Paloma conta que nunca teve medo de morar perto da barragem. O sítio era tranquilo e silencioso, com muita mata por perto. As coisas começaram a mudar quando, segundo recorda, a Vale fez um treinamento para emergências, em outubro de 2018, e um levantamento dos bens dos moradores caso houvesse um acidente e precisasse indenizar as pessoas.

“A gente ficou com medo, mas pensava que já tinha acontecido em Mariana [em 2015], que teriam mais cuidado e não ia acontecer aqui. E a gente achava que, se a sirene tocasse, daria tempo pra gente correr”, diz a sobrevivente. A sirene não tocou. A lama ficou na pele de Paloma por muitos dias.

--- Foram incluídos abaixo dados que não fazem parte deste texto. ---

#[cfg(test)]
mod tests {
    use super::*;
    use crate::common::messages::{Message, MessageType};
    use crate::rpc::server::Counters;
    use crate::rpc::socket::DEFAULT_REQUEST_TIMEOUT;
    use crate::rpc::wire::{MemoryHub, MemoryWire, Wire};

    /// A scripted remote peer on the memory hub.
    struct FakePeer {
        node: Node,
        wire: MemoryWire,
    }

    impl FakePeer {
        fn new(hub: &MemoryHub, id: Id) -> FakePeer {
            let wire = hub.bind();
            FakePeer {
                node: Node::new(id, wire.local_addr()),
                wire,
            }
        }

        /// Drain the requests this peer received so far.
        fn requests(&mut self) -> Vec<Message> {
            let mut requests = Vec::new();
            while let Some((frame, _)) = self.wire.poll_frame() {
                requests.push(Message::from_bytes(&frame).expect("decodable request"));
            }
            requests
        }

        /// Answer every pending request with the given closer peers.
        /// Returns how many requests were answered.
        fn respond_with_closer(&mut self, to: SocketAddrV4, closer_peers: Vec<Node>) -> usize {
            let requests = self.requests();
            let count = requests.len();

            for request in requests {
                let response = Message {
                    transaction_id: request.transaction_id,
                    sender: *self.node.id(),
                    message_type: MessageType::Response(ResponseSpecific::FindNode {
                        closer_peers: closer_peers.clone(),
                    }),
                };
                self.wire
                    .send_frame(to, &response.to_bytes())
                    .expect("send works");
            }

            count
        }
    }

    fn id_with_first_byte(byte: u8) -> Id {
        let mut bytes = [0_u8; 20];
        bytes[0] = byte;
        Id::from(bytes)
    }

    const LOCAL_ID_BYTE: u8 = 0xee;

    fn socket(hub: &MemoryHub) -> RpcSocket {
        RpcSocket::new(
            Box::new(hub.bind()),
            id_with_first_byte(LOCAL_ID_BYTE),
            DEFAULT_REQUEST_TIMEOUT,
        )
    }

    fn query(target: Id, paths: usize, alpha: usize) -> IterativeQuery {
        IterativeQuery::new(
            id_with_first_byte(LOCAL_ID_BYTE),
            target,
            RequestSpecific::FindNode { target },
            paths,
            alpha,
            QueryOptions::default(),
        )
    }

    /// Deliver all pending inbound messages to the query.
    fn pump(socket: &mut RpcSocket, query: &mut IterativeQuery) {
        let mut counters = Counters::default();

        while let Some((message, from)) = socket.recv_from(&mut counters) {
            if let MessageType::Response(response) = &message.message_type {
                query.handle_response(message.transaction_id, from, message.sender, response, None);
            }
        }
    }

    #[test]
    fn two_hop_lookup_terminates() {
        let hub = MemoryHub::new();
        let target = Id::from([0_u8; 20]);

        let mut socket = socket(&hub);
        let mut query = query(target, 1, 1);

        let mut further = FakePeer::new(&hub, id_with_first_byte(10));
        let mut closer = FakePeer::new(&hub, id_with_first_byte(5));

        query.seed(vec![further.node.clone()]);

        assert!(!query.tick(&mut socket));
        assert_eq!(
            further.respond_with_closer(socket.local_addr(), vec![closer.node.clone()]),
            1
        );
        pump(&mut socket, &mut query);

        assert!(!query.tick(&mut socket));
        // The closer peer reports the further one back; it is not followed,
        // both because it was already visited and because it is further away.
        assert_eq!(
            closer.respond_with_closer(socket.local_addr(), vec![further.node.clone()]),
            1
        );
        pump(&mut socket, &mut query);

        assert!(query.tick(&mut socket));
        assert!(further.requests().is_empty());
        assert!(closer.requests().is_empty());
    }

    #[test]
    fn no_peer_is_queried_twice_across_paths() {
        let hub = MemoryHub::new();
        let target = Id::from([0_u8; 20]);

        let mut socket = socket(&hub);
        let mut query = query(target, 3, 2);

        let mut seeds = (0..3_u8)
            .map(|i| FakePeer::new(&hub, id_with_first_byte(0x40 + i)))
            .collect::<Vec<_>>();
        let mut shared = FakePeer::new(&hub, id_with_first_byte(1));

        query.seed(seeds.iter().map(|peer| peer.node.clone()).collect());
        assert!(!query.tick(&mut socket));

        // Every seed reports the same closer peer, on different paths.
        for seed in seeds.iter_mut() {
            assert_eq!(
                seed.respond_with_closer(socket.local_addr(), vec![shared.node.clone()]),
                1
            );
        }
        pump(&mut socket, &mut query);
        query.tick(&mut socket);

        // The shared peer is contacted exactly once.
        assert_eq!(shared.respond_with_closer(socket.local_addr(), vec![]), 1);
        pump(&mut socket, &mut query);

        assert!(query.tick(&mut socket));
    }

    #[test]
    fn farther_candidates_are_not_followed() {
        let hub = MemoryHub::new();
        let target = Id::from([0_u8; 20]);

        let mut socket = socket(&hub);
        let mut query = query(target, 1, 2);

        let mut reporter = FakePeer::new(&hub, id_with_first_byte(8));
        let mut closer = FakePeer::new(&hub, id_with_first_byte(4));
        let mut farther = FakePeer::new(&hub, id_with_first_byte(16));

        query.seed(vec![reporter.node.clone()]);
        assert!(!query.tick(&mut socket));

        reporter.respond_with_closer(
            socket.local_addr(),
            vec![closer.node.clone(), farther.node.clone()],
        );
        pump(&mut socket, &mut query);
        query.tick(&mut socket);

        assert_eq!(closer.requests().len(), 1);
        assert!(farther.requests().is_empty());
    }

    #[test]
    fn cancellation_is_prompt_and_terminal() {
        let hub = MemoryHub::new();
        let target = Id::random();

        let mut socket = socket(&hub);

        let cancellation = Cancellation::new();
        let mut query = IterativeQuery::new(
            id_with_first_byte(LOCAL_ID_BYTE),
            target,
            RequestSpecific::FindNode { target },
            2,
            2,
            QueryOptions {
                cancellation: Some(cancellation.clone()),
                ..QueryOptions::default()
            },
        );

        let (sender, receiver) = flume::unbounded();
        query.add_sender(Some(sender));

        let mut peer = FakePeer::new(&hub, id_with_first_byte(1));
        query.seed(vec![peer.node.clone()]);

        cancellation.cancel();

        // Cancelled before the first tick: no request goes out at all.
        assert!(query.tick(&mut socket));
        assert!(query.was_cancelled());
        assert!(peer.requests().is_empty());

        assert_eq!(receiver.try_recv(), Ok(QueryEvent::Cancelled));
    }

    #[test]
    fn a_query_cancelled_before_start_sends_nothing() {
        let hub = MemoryHub::new();
        let target = Id::random();

        let mut socket = socket(&hub);

        let cancellation = Cancellation::new();
        let mut query = IterativeQuery::new(
            id_with_first_byte(LOCAL_ID_BYTE),
            target,
            RequestSpecific::FindNode { target },
            1,
            2,
            QueryOptions {
                cancellation: Some(cancellation.clone()),
                ..QueryOptions::default()
            },
        );

        let mut peer = FakePeer::new(&hub, id_with_first_byte(1));
        query.seed(vec![peer.node.clone()]);

        cancellation.cancel();

        query.start(&mut socket);
        query.visit_bootstrap(&mut socket, peer.node.address());
        assert!(peer.requests().is_empty());

        assert!(query.tick(&mut socket));
        assert!(query.was_cancelled());
    }

    #[test]
    fn abandoned_when_every_receiver_hangs_up() {
        let hub = MemoryHub::new();
        let target = Id::random();

        let mut socket = socket(&hub);
        let mut query = query(target, 1, 1);

        let (sender, receiver) = flume::unbounded::<QueryEvent>();
        query.add_sender(Some(sender));

        query.seed(vec![FakePeer::new(&hub, id_with_first_byte(1)).node.clone()]);

        drop(receiver);

        assert!(query.tick(&mut socket));
        assert!(query.was_cancelled());
    }

    #[test]
    fn timeout_surfaces_as_query_error() {
        let hub = MemoryHub::new();
        let target = Id::random();

        let mut socket = socket(&hub);
        let mut query = query(target, 1, 1);

        let (sender, receiver) = flume::unbounded();
        query.add_sender(Some(sender));

        let peer = FakePeer::new(&hub, id_with_first_byte(1));
        query.seed(vec![peer.node.clone()]);
        assert!(!query.tick(&mut socket));

        // Simulate the socket expiring the request.
        let tid = 0;
        assert!(query.inflight(tid));
        query.handle_timeout(tid, peer.node.address());

        assert_eq!(
            receiver.try_recv(),
            Ok(QueryEvent::QueryError {
                address: peer.node.address(),
                peer: Some(*peer.node.id()),
                error: QueryError::Timeout,
            })
        );

        assert!(query.tick(&mut socket));
        assert!(!query.was_cancelled());
    }
}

“Por causa dos ferimentos, eu não podia esfregar. A minha pele ficou assim ‘areiosa’”, resume. Ela fez uma cirurgia no nariz e diz que ainda sente dores no peito e nas costas. Também trincou o punho esquerdo e terá que fazer fisioterapia no braço direito. Toma remédio para dormir e não sabe quando terá condições de voltar ao trabalho como coordenadora num restaurante.

Paloma fala com serenidade sobre o que está vivendo, reflexo, talvez, de um amadurecimento precoce. Ela começou a trabalhar aos 11 anos, primeiro como babá, depois como auxiliar de cozinha e balconista, sem nunca abandonar os estudos, tendo concluído o ensino médio. Enquanto dá entrevista, ela alisa várias vezes as duas alianças que tem no anelar esquerdo, a dela e a do marido, que conseguiu recuperar.

Do filho, tem algumas poucas fotos que estavam com os pais e outros parentes. “Eu não gostava de me expor em rede social, nem o Robson. Eu guardava as fotos no meu celular. Agora, vai ficar tudo só na memória”, resigna-se. Na orelha esquerda, ela usa o brinco que a irmã, Pâmela, usava quando morreu. Pretende tatuar os nomes dos três entes queridos mortos junto à outra tatuagem que ela já tem com os nomes dos pais.

Paloma se agarra à esperança de encontrar o corpo do filho. Só depois disso acha que será capaz de olhar para a frente. “Eu tive muitos planos para o meu futuro, era feliz, não precisava pedir nada pra ninguém. Quero minha vida de volta”, encerra.